Fountain Township is a township in Fillmore County, Minnesota, United States. The population was 316 at the 2000 census.

Fountain Township was organized in 1858, and named for a local railroad water stop called "Fountain Spring".

==Geography==
According to the United States Census Bureau, the township has a total area of 34.9 sqmi, all land.

==Demographics==
As of the census of 2000, there were 316 people, 120 households, and 96 families residing in the township. The population density was 9.0 PD/sqmi. There were 128 housing units at an average density of 3.7 /sqmi. The racial makeup of the township was 99.68% White and 0.32% Asian. Hispanic or Latino of any race were 1.27% of the population.

There were 120 households, out of which 32.5% had children under the age of 18 living with them, 71.7% were married couples living together, 4.2% had a female householder with no husband present, and 20.0% were non-families. 16.7% of all households were made up of individuals, and 8.3% had someone living alone who was 65 years of age or older. The average household size was 2.63 and the average family size was 2.95.

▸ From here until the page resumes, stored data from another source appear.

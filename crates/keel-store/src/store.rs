//! File-backed persistence adapter.
//!
//! Three logical keys live as files under one root directory. Writes go
//! through a temp file plus rename so a partially written value is never
//! visible, with a mutex serializing writers.

use crate::error::StoreError;
use crate::vault;
use keel_core::{DecisionRecord, Principle};
use log::{debug, info, warn};
use parking_lot::Mutex;
use std::fs::{self, OpenOptions};
use std::io::Write;
use std::path::{Path, PathBuf};

/// Principle set file name.
const PRINCIPLES_FILE: &str = "principles.json";
/// Decision history file name.
const DECISIONS_FILE: &str = "decisions.json";
/// Obfuscated credential file name.
const CREDENTIAL_FILE: &str = "credential.txt";

/// File-backed store for principles, decision history, and the credential.
///
/// The public `load_*`/`save_*` methods are fail-soft per the adapter
/// contract: a failed load degrades to absent/empty and a failed save is a
/// logged no-op. The `try_*` variants expose the underlying errors.
#[derive(Debug)]
pub struct FileStore {
    /// Root directory for all store files.
    root: PathBuf,
    /// Serialize write access to the store files.
    write_lock: Mutex<()>,
}

impl FileStore {
    /// Create a store rooted at the given directory, creating it if needed.
    pub fn new(root: impl AsRef<Path>) -> Result<Self, StoreError> {
        let root = root.as_ref().to_path_buf();
        fs::create_dir_all(&root)?;
        info!("initialized file store (root={})", root.display());
        Ok(Self {
            root,
            write_lock: Mutex::new(()),
        })
    }

    /// Root directory of the store.
    pub fn root(&self) -> &Path {
        &self.root
    }

    fn path(&self, name: &str) -> PathBuf {
        self.root.join(name)
    }

    /// Replace a file's contents atomically (temp file + rename).
    fn write_atomic(&self, name: &str, contents: &str) -> Result<(), StoreError> {
        let _guard = self.write_lock.lock();
        let path = self.path(name);
        let temp_path = self.root.join(format!("{name}.tmp"));
        {
            let mut file = OpenOptions::new()
                .create(true)
                .truncate(true)
                .write(true)
                .open(&temp_path)?;
            file.write_all(contents.as_bytes())?;
        }
        fs::rename(&temp_path, &path)?;
        debug!("wrote store file (name={name}, bytes={})", contents.len());
        Ok(())
    }

    /// Read a file, distinguishing "absent" from an IO failure.
    fn read_optional(&self, name: &str) -> Result<Option<String>, StoreError> {
        let path = self.path(name);
        if !path.exists() {
            return Ok(None);
        }
        Ok(Some(fs::read_to_string(path)?))
    }

    /// Load the principle set, `None` when never saved.
    pub fn try_load_principles(&self) -> Result<Option<Vec<Principle>>, StoreError> {
        let Some(contents) = self.read_optional(PRINCIPLES_FILE)? else {
            return Ok(None);
        };
        Ok(Some(serde_json::from_str(&contents)?))
    }

    /// Persist the principle set.
    pub fn try_save_principles(&self, principles: &[Principle]) -> Result<(), StoreError> {
        let contents = serde_json::to_string_pretty(principles)?;
        self.write_atomic(PRINCIPLES_FILE, &contents)
    }

    /// Load the decision history, empty when never saved.
    pub fn try_load_decisions(&self) -> Result<Vec<DecisionRecord>, StoreError> {
        let Some(contents) = self.read_optional(DECISIONS_FILE)? else {
            return Ok(Vec::new());
        };
        Ok(serde_json::from_str(&contents)?)
    }

    /// Persist the decision history in its given order (most recent first).
    pub fn try_save_decisions(&self, decisions: &[DecisionRecord]) -> Result<(), StoreError> {
        let contents = serde_json::to_string_pretty(decisions)?;
        self.write_atomic(DECISIONS_FILE, &contents)
    }

    /// Load and reveal the credential, `None` when absent or unusable.
    pub fn try_load_credential(&self) -> Result<Option<String>, StoreError> {
        let Some(token) = self.read_optional(CREDENTIAL_FILE)? else {
            return Ok(None);
        };
        let secret = vault::reveal(&token);
        if secret.is_empty() {
            warn!("stored credential token is unusable, treating as absent");
            return Ok(None);
        }
        Ok(Some(secret))
    }

    /// Obfuscate and persist the credential, replacing any previous value.
    pub fn try_save_credential(&self, secret: &str) -> Result<(), StoreError> {
        self.write_atomic(CREDENTIAL_FILE, &vault::obfuscate(secret))
    }

    /// Fail-soft load of the principle set.
    pub fn load_principles(&self) -> Option<Vec<Principle>> {
        self.try_load_principles().unwrap_or_else(|err| {
            warn!("failed to load principles, using defaults (reason={err})");
            None
        })
    }

    /// Fail-soft load of the decision history.
    pub fn load_decisions(&self) -> Vec<DecisionRecord> {
        self.try_load_decisions().unwrap_or_else(|err| {
            warn!("failed to load decisions, starting empty (reason={err})");
            Vec::new()
        })
    }

    /// Fail-soft load of the credential.
    pub fn load_credential(&self) -> Option<String> {
        self.try_load_credential().unwrap_or_else(|err| {
            warn!("failed to load credential (reason={err})");
            None
        })
    }

    /// Fail-soft save of the principle set; false means the value was lost.
    pub fn save_principles(&self, principles: &[Principle]) -> bool {
        match self.try_save_principles(principles) {
            Ok(()) => true,
            Err(err) => {
                warn!("failed to save principles (reason={err})");
                false
            }
        }
    }

    /// Fail-soft save of the decision history.
    pub fn save_decisions(&self, decisions: &[DecisionRecord]) -> bool {
        match self.try_save_decisions(decisions) {
            Ok(()) => true,
            Err(err) => {
                warn!("failed to save decisions (reason={err})");
                false
            }
        }
    }

    /// Fail-soft save of the credential.
    pub fn save_credential(&self, secret: &str) -> bool {
        match self.try_save_credential(secret) {
            Ok(()) => true,
            Err(err) => {
                warn!("failed to save credential (reason={err})");
                false
            }
        }
    }
}

#[cfg(test)]
mod tests {
    use super::{CREDENTIAL_FILE, FileStore};
    use keel_core::{DecisionRecord, Principle, Reflection};
    use pretty_assertions::assert_eq;
    use tempfile::tempdir;

    fn record(situation: &str, advice: &str) -> DecisionRecord {
        let principle = Principle::new("Courage", "act");
        let mut reflection = Reflection::from_principle(&principle, "why?");
        reflection.answer = Some("because".to_string());
        DecisionRecord::new(situation, vec![reflection], advice).expect("record")
    }

    #[test]
    fn missing_files_load_as_absent() {
        let temp = tempdir().expect("tempdir");
        let store = FileStore::new(temp.path()).expect("store");
        assert_eq!(store.load_principles(), None);
        assert_eq!(store.load_decisions(), Vec::new());
        assert_eq!(store.load_credential(), None);
    }

    #[test]
    fn principles_round_trip_preserves_order() {
        let temp = tempdir().expect("tempdir");
        let store = FileStore::new(temp.path()).expect("store");
        let principles = vec![
            Principle::new("First", "a"),
            Principle::new("Second", "b"),
            Principle::new("Third", "c"),
        ];
        assert!(store.save_principles(&principles));
        assert_eq!(store.load_principles(), Some(principles));
    }

    #[test]
    fn decisions_round_trip_preserves_given_order() {
        let temp = tempdir().expect("tempdir");
        let store = FileStore::new(temp.path()).expect("store");
        let newest = record("second dilemma", "advice b");
        let oldest = record("first dilemma", "advice a");
        let history = vec![newest.clone(), oldest.clone()];
        assert!(store.save_decisions(&history));
        let loaded = store.load_decisions();
        assert_eq!(loaded, vec![newest, oldest]);
    }

    #[test]
    fn credential_is_stored_obfuscated() {
        let temp = tempdir().expect("tempdir");
        let store = FileStore::new(temp.path()).expect("store");
        assert!(store.save_credential("sk-secret"));
        let on_disk =
            std::fs::read_to_string(temp.path().join(CREDENTIAL_FILE)).expect("read file");
        assert!(!on_disk.contains("sk-secret"));
        assert_eq!(store.load_credential(), Some("sk-secret".to_string()));
    }

    #[test]
    fn corrupt_files_degrade_to_absent() {
        let temp = tempdir().expect("tempdir");
        let store = FileStore::new(temp.path()).expect("store");
        std::fs::write(temp.path().join("principles.json"), "not json").expect("write");
        std::fs::write(temp.path().join("decisions.json"), "[{}").expect("write");
        std::fs::write(temp.path().join(CREDENTIAL_FILE), "!!!").expect("write");
        assert_eq!(store.load_principles(), None);
        assert_eq!(store.load_decisions(), Vec::new());
        assert_eq!(store.load_credential(), None);
    }

    #[test]
    fn resave_overwrites_whole_value() {
        let temp = tempdir().expect("tempdir");
        let store = FileStore::new(temp.path()).expect("store");
        store.save_credential("old");
        store.save_credential("new");
        assert_eq!(store.load_credential(), Some("new".to_string()));
    }
}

In the township the population was spread out, with 25.9% under the age of 18, 8.2% from 18 to 24, 21.2% from 25 to 44, 27.2% from 45 to 64, and 17.4% who were 65 years of age or older. The median age was 42 years. For every 100 females, there were 106.5 males. For every 100 females age 18 and over, there were 112.7 males.

The median income for a household in the township was $50,250, and the median income for a family was $51,750. Males had a median income of $31,719 versus $23,438 for females. The per capita income for the township was $17,518. About 4.3% of families and 5.6% of the population were below the poverty line, including 7.0% of those under age 18 and 3.4% of those age 65 or over.